Luke Farritor and his friends won a $700,000 prize by using advanced scanners and 3D reconstruction to read scrolls from Herculaneum that were burned almost beyond recognition but otherwise physically intact.
Watching the media tie itself into knots trying to tar these young geniuses as fascists is at least briefly amusing.
Tech News
- The UK government has secretly ordered Apple to hand over encryption keys that would allow it to read any information from any Apple user anywhere in the world. (MacRumors) (archive site)
And speaking of fascists...
Apple may simply stop providing iCloud in the UK in response.
- Nothing in this article is true. (The Verge) (archive site)
The Twenty Minute Hate, screaming at the sky about the unwinding of decades of government waste, incompetence, and fraud.
- Whatever happened to the Xeon E? (Serve the Home)
The Xeon E was Intel's low-end server CPU range, based on desktop chips but with support for ECC memory.
Intel still sells them, but they've been utterly demolished by AMD. The fastest Xeon E, the eight-core E-2488, is slower than AMD's six-core 9600X. And uses more power. And is a lot more expensive.
- Intel is however reportedly preparing 52 core desktop processor. (Tom's Hardware)
That's 16 performance cores, 32 efficiency cores, and 4 low-power cores.
Which is a lot.
- Minisforum makes motherboards. (Amazon)
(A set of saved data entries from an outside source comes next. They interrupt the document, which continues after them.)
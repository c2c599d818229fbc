//! Device link trait definition.
//!
//! Uses native `async fn` in traits (Edition 2024), so implementations are
//! dispatched through generics or [`AnyDeviceLink`](crate::AnyDeviceLink)
//! rather than trait objects.

#![allow(async_fn_in_trait)]

use crate::error::{HardwareError, Result};
use crate::snapshot::{DeviceHandle, DeviceSnapshot};
use tracing::debug;

/// Read access to the attached measurement devices.
pub trait DeviceLink: Send + Sync {
    /// Number of currently attached devices.
    ///
    /// # Errors
    ///
    /// Returns a link failure if the device library cannot be reached. A
    /// successful answer of zero is `Ok(0)`, never an error.
    async fn device_count(&self) -> Result<usize>;

    /// Handles of the currently attached devices.
    async fn device_handles(&self) -> Result<Vec<DeviceHandle>>;

    /// Read a fresh snapshot of one device.
    async fn snapshot(&self, handle: DeviceHandle) -> Result<DeviceSnapshot>;
}

/// Read the snapshot of the one and only attached device.
///
/// # Errors
///
/// - [`HardwareError::NoDevices`] when nothing is attached
/// - [`HardwareError::MultipleDevices`] when more than one unit is attached
/// - any link failure reported by `link`
pub async fn single_snapshot<L: DeviceLink>(link: &L) -> Result<DeviceSnapshot> {
    // One enumeration serves as both the count and the handle list.
    let handles = link.device_handles().await?;
    debug!("Device link reports {} attached device(s)", handles.len());

    let handle = match handles.as_slice() {
        [] => return Err(HardwareError::NoDevices),
        [handle] => *handle,
        many => return Err(HardwareError::MultipleDevices { count: many.len() }),
    };

    link.snapshot(handle).await
}
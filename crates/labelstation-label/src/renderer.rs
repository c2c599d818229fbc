//! Symbol renderers.
//!
//! A renderer turns a payload into a square raster of the requested size.
//! Renderers are synchronous and may block; async callers run composition
//! on a blocking thread.

use crate::error::RenderError;
use image::imageops::{self, FilterType};
use image::{GrayImage, ImageFormat};
use std::io::{ErrorKind, Read, Write};
use std::path::PathBuf;
use std::process::{Child, Command, ExitStatus, Stdio};
use std::thread;
use std::time::{Duration, Instant};
use tracing::{debug, warn};

const DEFAULT_ENCODER_TIMEOUT: Duration = Duration::from_secs(5);
const EXIT_POLL: Duration = Duration::from_millis(10);

/// Produces the machine-readable symbol for a label.
pub trait SymbolRenderer: Send + Sync {
    /// Render `payload` as a `size_px` x `size_px` grayscale image.
    ///
    /// # Errors
    /// `RenderError::Unavailable` when no encoder is installed; the caller
    /// is expected to degrade gracefully.
    fn render_symbol(&self, payload: &[u8], size_px: u32) -> Result<GrayImage, RenderError>;
}

impl<R: SymbolRenderer + ?Sized> SymbolRenderer for Box<R> {
    fn render_symbol(&self, payload: &[u8], size_px: u32) -> Result<GrayImage, RenderError> {
        (**self).render_symbol(payload, size_px)
    }
}

/// Renderer used when no symbol encoder is configured.
#[derive(Debug, Clone, Copy, Default)]
pub struct UnavailableRenderer;

impl SymbolRenderer for UnavailableRenderer {
    fn render_symbol(&self, _payload: &[u8], _size_px: u32) -> Result<GrayImage, RenderError> {
        Err(RenderError::Unavailable(
            "no symbol encoder configured".to_string(),
        ))
    }
}

/// Data Matrix renderer backed by the libdmtx `dmtxwrite` program.
///
/// The payload is piped to the program, which answers with a PNG of the
/// bare symbol at one pixel per module. The result is scaled with nearest
/// neighbour sampling so module edges stay sharp.
///
/// An encoder that runs past its timeout is killed and the render fails.
#[derive(Debug, Clone)]
pub struct DmtxCommandRenderer {
    program: PathBuf,
    timeout: Duration,
}

impl DmtxCommandRenderer {
    pub fn new(program: impl Into<PathBuf>) -> Self {
        Self {
            program: program.into(),
            timeout: DEFAULT_ENCODER_TIMEOUT,
        }
    }

    pub fn with_timeout(mut self, timeout: Duration) -> Self {
        self.timeout = timeout;
        self
    }

    fn encode_png(&self, payload: &[u8]) -> Result<Vec<u8>, RenderError> {
        let mut child = Command::new(&self.program)
            .args(["--module=1", "--margin=0", "--format=PNG"])
            .stdin(Stdio::piped())
            .stdout(Stdio::piped())
            .stderr(Stdio::piped())
            .spawn()
            .map_err(|e| match e.kind() {
                ErrorKind::NotFound => RenderError::Unavailable(format!(
                    "{} not found",
                    self.program.display()
                )),
                _ => RenderError::Failed(format!("cannot start {}: {e}", self.program.display())),
            })?;

        // Drain stdout while waiting so a large symbol cannot stall the encoder.
        let stdout = child.stdout.take().map(|mut pipe| {
            thread::spawn(move || {
                let mut buf = Vec::new();
                pipe.read_to_end(&mut buf).map(|_| buf)
            })
        });

        if let Some(mut stdin) = child.stdin.take()
            && let Err(e) = stdin.write_all(payload)
        {
            let _ = child.kill();
            let _ = child.wait();
            return Err(RenderError::Failed(format!("cannot write payload: {e}")));
        }

        let status = self.wait(&mut child)?;

        let png = match stdout.map(|reader| reader.join()) {
            Some(Ok(Ok(buf))) => buf,
            Some(Ok(Err(e))) => return Err(RenderError::Failed(format!("cannot read encoder output: {e}"))),
            Some(Err(_)) | None => return Err(RenderError::Failed("encoder output was lost".to_string())),
        };

        if !status.success() {
            let mut stderr = String::new();
            if let Some(mut pipe) = child.stderr.take() {
                let _ = pipe.read_to_string(&mut stderr);
            }
            return Err(RenderError::Unsupported(stderr.trim().to_string()));
        }

        Ok(png)
    }

    /// Wait for the encoder to exit, killing it once the timeout has passed.
    fn wait(&self, child: &mut Child) -> Result<ExitStatus, RenderError> {
        let deadline = Instant::now() + self.timeout;
        loop {
            match child.try_wait() {
                Ok(Some(status)) => return Ok(status),
                Ok(None) if Instant::now() >= deadline => {
                    warn!(
                        "{} still running after {:?}, killing it",
                        self.program.display(),
                        self.timeout
                    );
                    let _ = child.kill();
                    let _ = child.wait();
                    return Err(RenderError::Failed(format!(
                        "encoder timed out after {} ms",
                        self.timeout.as_millis()
                    )));
                }
                Ok(None) => thread::sleep(EXIT_POLL),
                Err(e) => {
                    return Err(RenderError::Failed(format!("encoder did not finish: {e}")));
                }
            }
        }
    }
}

impl SymbolRenderer for DmtxCommandRenderer {
    fn render_symbol(&self, payload: &[u8], size_px: u32) -> Result<GrayImage, RenderError> {
        if payload.is_empty() {
            return Err(RenderError::Unsupported("empty payload".to_string()));
        }

        let png = self.encode_png(payload)?;
        let symbol = image::load_from_memory_with_format(&png, ImageFormat::Png)
            .map_err(|e| RenderError::Failed(format!("encoder output is not a PNG: {e}")))?
            .to_luma8();

        debug!(
            "Encoded {} byte payload as {}x{} modules",
            payload.len(),
            symbol.width(),
            symbol.height()
        );

        Ok(fit_square(&symbol, size_px))
    }
}

/// Scale `image` to exactly `size_px` square with nearest neighbour sampling.
pub fn fit_square(image: &GrayImage, size_px: u32) -> GrayImage {
    if image.width() == size_px && image.height() == size_px {
        return image.clone();
    }
    imageops::resize(image, size_px, size_px, FilterType::Nearest)
}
You wouldn't know it from their website, but they make both mini-ITX and micro-ATX boards with laptop chips embedded on them. And not any old laptop chip either, but the 16 core 7945HX, which is as fast as a 12 core desktop 9900X )on multi-threaded tasks) while using half the power.
Which is interesting because at least in Australia, the board including that CPU is cheaper than the 9900X alone.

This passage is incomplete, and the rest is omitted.